A man, wishing to be elected to an office, generally agrees with most everybody he meets. If he meets a Prohibitionist, he says: “Of course I am a temperance man. I am opposed to all excesses my dear friend, and no one knows better than myself the evils that have been caused by intemperance.” The next man happens to keep a saloon, and happens to be quite influential in that part of the district, and the candidate immediately says to him: “The idea that these Prohibitionists can take away the personal liberty of the citizen is simply monstrous!” In a moment after, he is greeted by a Methodist, and he hastens to say, that while he does not belong to that church himself, his wife does; that he would gladly be a member, but does not feel that he is good enough. He tells a Presbyterian that his grandfather was of that faith, and that he was a most excellent man, and laments from the bottom of his heart that he himself is not within that fold. A few moments after, on meeting a skeptic, he declares, with the greatest fervor, that reason is the only guide, and that he looks forward to the time when superstition will be dethroned. In other words, the greatest superstition now entertained by public men is, that hypocrisy is the royal road to success.
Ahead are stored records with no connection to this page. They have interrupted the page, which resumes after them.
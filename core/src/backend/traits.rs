//! Backend Traits
//!
//! Trait definition for the remote generation service. The explorer only
//! ever talks to this trait; the Gemini client implements it, and tests
//! substitute scripted implementations.
//!
//! # Design Philosophy
//!
//! The streaming path is modeled as a channel of [`StreamChunk`] values
//! rather than a callback chain: the consumer pulls chunks in arrival
//! order, and superseding a session simply stops applying (and eventually
//! drops) its receiver. Failures travel in-band as a final
//! [`StreamChunk::Failed`] so the UI always has something to display.

use async_trait::async_trait;
use serde::{Deserialize, Serialize};
use tokio::sync::mpsc;

/// Events on a definition stream
#[derive(Clone, Debug, PartialEq, Eq)]
pub enum StreamChunk {
    /// A fragment of definition text
    Text(String),
    /// The stream completed normally
    Done,
    /// The stream failed; carries a human-readable cause
    Failed(String),
}

/// A generated ASCII-art illustration
#[derive(Clone, Debug, PartialEq, Eq, Serialize, Deserialize)]
pub struct AsciiArt {
    /// The art itself, newline-separated
    pub art: String,
    /// Optional caption
    #[serde(default, skip_serializing_if = "Option::is_none")]
    pub text: Option<String>,
}

/// Remote generation service
///
/// Three operations, all reached through dependency injection so the core
/// is testable without credentials or network.
#[async_trait]
pub trait GenBackend: Send + Sync {
    /// Backend name (e.g. "Gemini")
    fn name(&self) -> &str;

    /// Stream a definition for `topic`.
    ///
    /// The receiver yields [`StreamChunk::Text`] fragments in arrival
    /// order, terminated by exactly one `Done` or `Failed`. The stream is
    /// finite, single-pass, and not restartable. An unconfigured backend
    /// fails fast with a fixed cause, without attempting the call.
    async fn stream_definition(&self, topic: &str) -> mpsc::Receiver<StreamChunk>;

    /// Generate a single random word or two-word concept, trimmed and
    /// free of surrounding punctuation.
    async fn random_word(&self) -> anyhow::Result<String>;

    /// One raw ASCII-art attempt for `topic`. Retry policy lives in
    /// [`crate::art::generate_ascii_art`], not here.
    async fn ascii_art(&self, topic: &str) -> anyhow::Result<AsciiArt>;
}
A public man, to be successful, must not assert anything unless it is exceedingly popular. And he need not deny anything unless everybody is against it. Usually he has to be like the center of the earth – draw all things his way, without weighing anything himself. One of the difficulties, or rather, one of the objections, to a government republican in form, is this: Everybody imagines that he is everybody’s master. And the result has been to make most of our public men exceedingly conservative in the expression of their real opinions.
I have known a great many private men who were not men of genius. I have known some men of genius about whom it was kept private, and I have known many public men, and my wonder increased the better I knew them, that they occupied positions of trust and honor. But, after all, it is the people’s fault. Our public men will be better and greater, and less superstitious, when the people become greater and better and less superstitious.
Today the need of our civilization is public men who have the courage to speak as they think. We need a man for President who will not publicly thank God for earthquakes. We need somebody with the courage to say that all that happens in nature happens without design, and without reference to man; somebody who will say that the men and women killed are not murdered by supernatural beings, and that everything that happens in nature, happens without malice and without mercy. We want somebody who will have courage enough not to charge an infinitely good and wise Being with all the cruelties and agonies and sufferings of this world. We want such men in public places – men who will appeal to the reason of their fellows, to the highest intelligence of the people; men who will have courage enough, in this the nineteenth century, to agree with the conclusions of science. We want some man who will not pretend to believe, and who does not in fact believe, the stories that Superstition has told to Credulity.
The only way to have brave, honest, intelligent, conscientious public men, men without superstition, is to do what we can to make the average citizen brave, conscientious and intelligent. If you wish to see courage in the presidential chair, conscience upon the bench, intelligence of the highest order in Congress; if you expect public men to be great enough to reflect honor upon the Republic, private citizens must have the courage and the intelligence to elect, and to sustain, such men. I have said, and I say it again, that never while I live will I vote for any man to be President of the United States, no matter if he does belong to my party, who has not won his spurs on some field of intellectual conflict. We have had enough mediocrity, enough policy, enough superstition, enough prejudice, enough provincialism, and the time has come for the American citizen to say: “Hereafter I will be represented by men who are worthy, not only of the great Republic, but of this modern century.”